To the uninitiated, one of the great innovations of "Halo 3" is a
multi-player tool called "Forge," where users can generate their own
maps and game modes to play with their friends. Suddenly, a game predicated on
shooting each other until we're dead can turn into capture the flag set inside
the rules of the movie Tremors, or dodgeball with hand grenades, or soccer
played with motorcycle-like vehicles.
There's no limit to the amazing games you can download or create.
More of a "Gears of War" fan? Try the maps built to replicate Gears of War maps, complete with falling energy coils where that train goes by in the Tyro Station. Someone even built the Millennium Falcon.
Literally. It has the little radar antenna that Lando knocked off by accident.
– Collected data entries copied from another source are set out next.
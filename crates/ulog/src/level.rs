//! Minimum-severity gate applied before any work is done for a log call.

use serde::{Deserialize, Serialize};

use crate::types::LogLevel;

/// Accepts records whose priority is at or above a configured minimum.
#[derive(Debug, Clone, Copy, PartialEq, Eq, Serialize, Deserialize)]
#[serde(transparent)]
pub struct LevelFilter {
    min_level: LogLevel,
}

impl Default for LevelFilter {
    fn default() -> Self {
        Self::new(LogLevel::Info)
    }
}

impl LevelFilter {
    /// Creates a filter with the given minimum level.
    #[must_use]
    pub const fn new(min_level: LogLevel) -> Self {
        Self { min_level }
    }

    /// Returns the configured minimum level.
    #[must_use]
    pub const fn min_level(&self) -> LogLevel {
        self.min_level
    }

    /// Returns true if a record at `level` should proceed.
    #[must_use]
    pub const fn accepts(&self, level: LogLevel) -> bool {
        level.is_at_least(self.min_level)
    }
}
//! Console mirroring of accepted records.
//!
//! This module provides the [`ConsoleSink`] trait and the default
//! [`TracingConsole`] implementation, which forwards each record to the
//! `tracing` infrastructure at a matching level:
//! - Error → `tracing::error!`
//! - Warn → `tracing::warn!`
//! - Info, Debug, Trace → `tracing::info!`

use tracing::{error, info, warn};
use tracing_subscriber::filter::Directive;
use tracing_subscriber::{fmt, prelude::*, EnvFilter};

use crate::error::{LogError, Result};
use crate::format::format_timestamp;
use crate::types::{LogLevel, LogRecord};

/// Destination for console-mirrored records.
pub trait ConsoleSink: Send + Sync {
    /// Emits one record.
    fn emit(&self, record: &LogRecord);
}

/// Renders the console form of a record:
/// `[LEVEL] timestamp [service] message {context}` plus the error message on
/// a new line.
#[must_use]
pub fn console_line(record: &LogRecord) -> String {
    let mut parts = vec![
        format!("[{}]", record.level.as_str().to_uppercase()),
        format_timestamp(&record.timestamp),
        format!("[{}]", record.service),
        record.message.clone(),
    ];

    if let Some(context) = record.context.as_ref().filter(|c| !c.is_empty()) {
        parts.push(serde_json::to_string(context).unwrap_or_else(|_| "{}".to_string()));
    }

    if let Some(ref err) = record.error {
        parts.push(format!("\n  error: {}", err.message));
    }

    parts.join(" ")
}

/// Console sink that uses the `tracing` infrastructure.
#[derive(Debug, Clone, Default)]
pub struct TracingConsole {
    /// Also emit error stacks.
    show_stacks: bool,
}

impl TracingConsole {
    /// Creates a console sink that omits stacks.
    #[must_use]
    pub fn new() -> Self {
        Self::default()
    }

    /// Creates a console sink that also prints error stacks.
    #[must_use]
    pub const fn with_stacks(show_stacks: bool) -> Self {
        Self { show_stacks }
    }
}

impl ConsoleSink for TracingConsole {
    fn emit(&self, record: &LogRecord) {
        let line = console_line(record);
        let level = record.level;
        let service = record.service.as_str();

        match level {
            LogLevel::Error => error!(target: "ulog::console", %level, service, "{line}"),
            LogLevel::Warn => warn!(target: "ulog::console", %level, service, "{line}"),
            LogLevel::Info | LogLevel::Debug | LogLevel::Trace => {
                info!(target: "ulog::console", %level, service, "{line}");
            }
        }

        if self.show_stacks {
            if let Some(stack) = record.error.as_ref().and_then(|e| e.stack.as_deref()) {
                error!(target: "ulog::console", service, "{stack}");
            }
        }
    }
}

/// Installs a global `fmt` subscriber filtered by `RUST_LOG`, falling back
/// to `default_directive` (e.g. `"ulog=info"`).
///
/// # Errors
///
/// Returns [`LogError::InvalidConfig`] if the directive does not parse or a
/// global subscriber is already installed.
pub fn init_subscriber(default_directive: &str) -> Result<()> {
    let directive: Directive = default_directive
        .parse()
        .map_err(|e| LogError::InvalidConfig(format!("tracing directive: {e}")))?;

    tracing_subscriber::registry()
        .with(fmt::layer())
        .with(EnvFilter::from_default_env().add_directive(directive))
        .try_init()
        .map_err(|e| LogError::InvalidConfig(format!("tracing subscriber: {e}")))
}
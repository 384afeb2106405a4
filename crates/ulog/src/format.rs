//! Line encodings for stored records.
//!
//! Two formats are supported:
//! - [`LogFormat::Json`] — one JSON object per line, lossless
//! - [`LogFormat::Text`] — `[timestamp] [LEVEL] [service] message ...`, lossy
//!
//! The text format is read back best-effort: only the timestamp, level,
//! service and the remainder of the line are recovered. Context and error
//! details stay inside the message text, environment becomes
//! [`UNKNOWN_ENVIRONMENT`], and continuation lines produced by multi-line
//! error output do not parse on their own and are skipped by readers.

use chrono::{DateTime, SecondsFormat, Utc};
use once_cell::sync::Lazy;
use regex::Regex;
use serde::{Deserialize, Serialize};

use crate::error::{LogError, Result};
use crate::types::{LogLevel, LogRecord};

/// Environment assigned to records recovered from the text format.
pub const UNKNOWN_ENVIRONMENT: &str = "unknown";

/// Three bracketed groups followed by free text.
static TEXT_LINE_REGEX: Lazy<Regex> = Lazy::new(|| {
    Regex::new(r"^\[(.*?)\] \[(.*?)\] \[(.*?)\] (.*)").unwrap_or_else(|_| unreachable!())
});

/// On-disk encoding of records.
#[derive(Debug, Clone, Copy, Default, PartialEq, Eq, Serialize, Deserialize)]
#[serde(rename_all = "lowercase")]
pub enum LogFormat {
    /// One JSON object per line.
    #[default]
    Json,
    /// Human-readable bracketed line.
    Text,
}

impl LogFormat {
    /// Encodes a record as a single logical line, without the trailing newline.
    ///
    /// # Errors
    ///
    /// Returns an error if JSON serialization fails.
    pub fn encode(self, record: &LogRecord) -> Result<String> {
        match self {
            Self::Json => Ok(serde_json::to_string(record)?),
            Self::Text => encode_text(record),
        }
    }

    /// Parses one stored line back into a record.
    ///
    /// # Errors
    ///
    /// Returns [`LogError::Parse`] if the line does not have the expected shape.
    pub fn decode(self, line: &str) -> Result<LogRecord> {
        match self {
            Self::Json => serde_json::from_str(line).map_err(|e| LogError::Parse(e.to_string())),
            Self::Text => decode_text(line),
        }
    }
}

/// Renders a timestamp as RFC 3339 with millisecond precision.
#[must_use]
pub fn format_timestamp(timestamp: &DateTime<Utc>) -> String {
    timestamp.to_rfc3339_opts(SecondsFormat::Millis, true)
}

fn encode_text(record: &LogRecord) -> Result<String> {
    let mut parts = vec![
        format!("[{}]", format_timestamp(&record.timestamp)),
        format!("[{}]", record.level.as_str().to_uppercase()),
        format!("[{}]", record.service),
        record.message.clone(),
    ];

    if let Some(context) = record.context.as_ref().filter(|c| !c.is_empty()) {
        parts.push(serde_json::to_string(context)?);
    }

    if let Some(ref error) = record.error {
        parts.push(format!("\nError: {}", error.message));
        if let Some(ref stack) = error.stack {
            parts.push(format!("\n{stack}"));
        }
    }

    Ok(parts.join(" "))
}

fn decode_text(line: &str) -> Result<LogRecord> {
    let captures = TEXT_LINE_REGEX
        .captures(line)
        .ok_or_else(|| LogError::Parse("line does not match text layout".to_string()))?;

    let group = |i: usize| captures.get(i).map_or("", |m| m.as_str());

    let timestamp = DateTime::parse_from_rfc3339(group(1))
        .map_err(|e| LogError::Parse(format!("invalid timestamp: {e}")))?
        .with_timezone(&Utc);
    let level: LogLevel = group(2).parse()?;

    Ok(LogRecord::new(
        level,
        group(4),
        timestamp,
        UNKNOWN_ENVIRONMENT,
        group(3),
    ))
}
Another guy proposed to his girlfriend on the Valhalla map by spelling out her name in weapons.
My friends now know me for pestering them at all hours online, inviting them to test my beta work, begging for them to switch over from "Call of Duty 4," pleading with them to stay online for just one more hour. My girlfriend has found me asleep on the couch with a bluetooth controller in my lap. I haven't seen my dog in weeks.
In 1988, the strike resulted in the emergence of "Cops." Everyone said this time reality TV would flourish again. But they were wrong. I hated "American Gladiators"... but if you want the real experience you can play my version on "Halo 3."
And
in the middle of this, suddenly I feel creative again. What energy I can't get
out on the proverbial typewriter I now can get out by coming up with ways to
spawn sticky grenades in front of a man cannon
so it can literally rain
fireworks. I consider Forge maps to be a new art form, somewhere between Warhol's Campbell's Soup
cans and those 60s New Wave experiments where "anybody can create."
If I could develop my next spec script as a map set in the Narrows,
I would.
So the studios can keep their strike. In the meantime you can see me every night online, forging away. Get me and [studio negotiator] Nick Counter in a slayer deathmatch and I'll end this strike faster than you can say "gravity hammer to the face."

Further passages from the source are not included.